Might as well get the least palatable task off his list first.

He drove fifteen miles under the speed limit because the road was awash with mud-filled water with more pouring over his car as if some gleeful god had tipped a blimp-sized bucket over. By the time he reached the turnoff for Halo Valley, he was sorry he’d chosen this task today. He wanted to be home. Under the hot needle spray of his own shower. Then maybe a Scotch, maybe not. But definitely a face plant in his bed.

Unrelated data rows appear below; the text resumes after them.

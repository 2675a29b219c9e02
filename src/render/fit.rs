/// Scale-to-cover: the image is scaled until it covers the panel, keeping its
/// aspect ratio, and the overflow is cropped evenly from both sides.
use tiny_skia::{Color, FilterQuality, Pixmap, PixmapPaint, Transform};

use crate::render::RenderError;

pub fn fit_to(src: &Pixmap, width: u32, height: u32) -> Result<Pixmap, RenderError> {
    if src.width() == width && src.height() == height {
        return Ok(src.clone());
    }

    let mut out = Pixmap::new(width, height).ok_or(RenderError::Canvas(width, height))?;
    out.fill(Color::BLACK);

    let src_w = src.width() as f32;
    let src_h = src.height() as f32;
    let dst_w = width as f32;
    let dst_h = height as f32;

    let scale = (dst_w / src_w).max(dst_h / src_h);
    let sx = (dst_w - src_w * scale) / 2.0;
    let sy = (dst_h - src_h * scale) / 2.0;
    let transform = Transform::from_scale(scale, scale).post_translate(sx, sy);

    let paint = PixmapPaint {
        quality: FilterQuality::Bilinear,
        ..PixmapPaint::default()
    };
    out.draw_pixmap(0, 0, src.as_ref(), &paint, transform, None);
    Ok(out)
}

#[cfg(test)]
mod tests {
    use super::*;
    use tiny_skia::{Paint, Rect};

    fn pixel(p: &Pixmap, x: u32, y: u32) -> [u8; 4] {
        let c = p.pixel(x, y).unwrap();
        [c.red(), c.green(), c.blue(), c.alpha()]
    }

    #[test]
    fn test_same_size_is_untouched() {
        let mut src = Pixmap::new(16, 8).unwrap();
        src.fill(Color::from_rgba8(1, 2, 3, 255));
        let out = fit_to(&src, 16, 8).unwrap();
        assert_eq!(out.data(), src.data());
    }

    #[test]
    fn test_wide_image_is_center_cropped() {
        // Left half red, right half blue
        let mut src = Pixmap::new(128, 64).unwrap();
        src.fill(Color::from_rgba8(255, 0, 0, 255));
        let mut blue = Paint::default();
        blue.set_color_rgba8(0, 0, 255, 255);
        src.fill_rect(
            Rect::from_xywh(64.0, 0.0, 64.0, 64.0).unwrap(),
            &blue,
            Transform::identity(),
            None,
        );

        let out = fit_to(&src, 64, 64).unwrap();
        assert_eq!((out.width(), out.height()), (64, 64));

        // Source columns 32..96 survive the crop
        let left = pixel(&out, 4, 32);
        let right = pixel(&out, 60, 32);
        assert!(left[0] > 200 && left[2] < 50, "left was {left:?}");
        assert!(right[2] > 200 && right[0] < 50, "right was {right:?}");
    }

    #[test]
    fn test_small_image_is_scaled_up_to_cover() {
        let mut src = Pixmap::new(8, 8).unwrap();
        src.fill(Color::from_rgba8(0, 255, 0, 255));
        let out = fit_to(&src, 64, 32).unwrap();
        for (x, y) in [(2, 2), (32, 16), (61, 29)] {
            let p = pixel(&out, x, y);
            assert!(p[1] > 200 && p[3] == 255, "({x},{y}) was {p:?}");
        }
    }
}
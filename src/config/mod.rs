use std::path::PathBuf;
use std::time::Duration;

/// Top-level player configuration
#[derive(Debug, Clone)]
pub struct PlayerConfig {
    pub width: u32,
    pub height: u32,
    pub bind: String,
    pub port: u16,
    pub output_mode: OutputMode,
    pub output_path: PathBuf,
    /// Software brightness (0-100)
    pub brightness: u8,
    pub font_path: PathBuf,
    /// Applied when a request omits `duration`
    pub default_duration: f64,
    pub fetch_timeout: Duration,
}

#[derive(Debug, Clone, Copy, Default, PartialEq, Eq)]
pub enum OutputMode {
    /// Save each frame as PNG (for testing)
    #[default]
    Png,
    /// Write RGB565 to a Linux fbdev device (production)
    Framebuffer,
    /// Output raw RGB pixels to stdout (for piping into an emulator)
    Raw,
    /// Discard frames, only log them
    Headless,
}

impl OutputMode {
    /// Frames go to stdout, so nothing else may write there
    pub fn uses_stdout(self) -> bool {
        matches!(self, OutputMode::Raw)
    }
}

impl std::str::FromStr for OutputMode {
    type Err = String;
    fn from_str(s: &str) -> Result<Self, Self::Err> {
        match s.to_lowercase().as_str() {
            "png" => Ok(OutputMode::Png),
            "framebuffer" | "fb" => Ok(OutputMode::Framebuffer),
            "raw" | "stdout" => Ok(OutputMode::Raw),
            "headless" | "none" | "null" => Ok(OutputMode::Headless),
            _ => Err(format!("Unknown output mode: {s}")),
        }
    }
}
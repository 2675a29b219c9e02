use axum::Json;
use axum::http::StatusCode;
use axum::response::{IntoResponse, Response};
use serde_json::json;
use thiserror::Error;
use tracing::{error, warn};

use crate::core::job::InvalidJobError;
use crate::source::SourceError;

#[derive(Debug, Error)]
pub enum ApiError {
    #[error("{0}")]
    BadRequest(String),
    #[error(transparent)]
    InvalidJob(#[from] InvalidJobError),
    #[error(transparent)]
    Source(#[from] SourceError),
    #[error("text rendering unavailable: no font loaded")]
    NoFont,
    #[error("internal error: {0}")]
    Internal(String),
}

impl ApiError {
    pub fn status(&self) -> StatusCode {
        match self {
            ApiError::BadRequest(_) | ApiError::InvalidJob(_) => StatusCode::BAD_REQUEST,
            // A font that fails at render time is a server problem, not the caller's
            ApiError::Source(SourceError::Font(_)) => StatusCode::INTERNAL_SERVER_ERROR,
            ApiError::Source(_) => StatusCode::BAD_REQUEST,
            ApiError::NoFont => StatusCode::SERVICE_UNAVAILABLE,
            ApiError::Internal(_) => StatusCode::INTERNAL_SERVER_ERROR,
        }
    }
}

impl IntoResponse for ApiError {
    fn into_response(self) -> Response {
        let status = self.status();
        if status.is_server_error() {
            error!("Request failed: {}", self);
        } else {
            warn!("Request rejected: {}", self);
        }
        (status, Json(json!({ "ok": false, "error": self.to_string() }))).into_response()
    }
}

He drove down the long entrance lane and past the main hospital parking lot, which was surprisingly full, circled to the left of the portico, and found a spot at the far end of the medical office building, which was attached at the north end of the main building. Wishing for an umbrella, something he never did, Lang climbed once more into the soaking rain and jogged through standing water on the asphalt to the medical office building’s side door, up about six concrete steps and through a door that warned it was locked from seven
P.M
. until six
A.M
.

His boots squished as he walked down a long, gray-carpeted hallway toward a central desk, a semicircular affair made from blond wood with a young man wearing a white shirt, green tie, and Dockers seated on a swivel chair behind it.

“Can I help you?” he asked, eyeing Lang’s dripping jacket.

He had no identification. No credentials. “Detective Langdon Stone,” he said, the lie too easy on his tongue. He sensed now that he’d never left. Not really. Not where it counted. Law enforcement was who he was; maybe all he had left. “I’m here to see Dr. Norris.”

He frowned. “She may have gone home for the day.”

“She called the Winslow County Sheriff’s Department, and they sent me.”

“Oh.” He reached for the phone and punched in a number. After waiting through enough rings to convince even Lang that she wasn’t in, he hung up and shook his head. “Not in her office.”

“Can you page her through the hospital from here?”

“I can call the hospital front desk,” he said, his fingers already on the phone again. After a brief conversation with someone at the other end, he nodded and pointed farther down the hallway, ostensibly toward the juncture with the hospital. “Go to the elevators at the end of the hall,” he said to Lang. “Punch floor two, which leads to the skyway and the gallery level of the hospital. Turn right, follow the hallway, and go down the stairs to the front reception desk. They don’t think Dr. Norris has left yet.”

“Is that the only way to access the hospital directly from the medical offices?”

“Uh-huh.”

“And what about the other hospital building? Where they house the criminally insane?”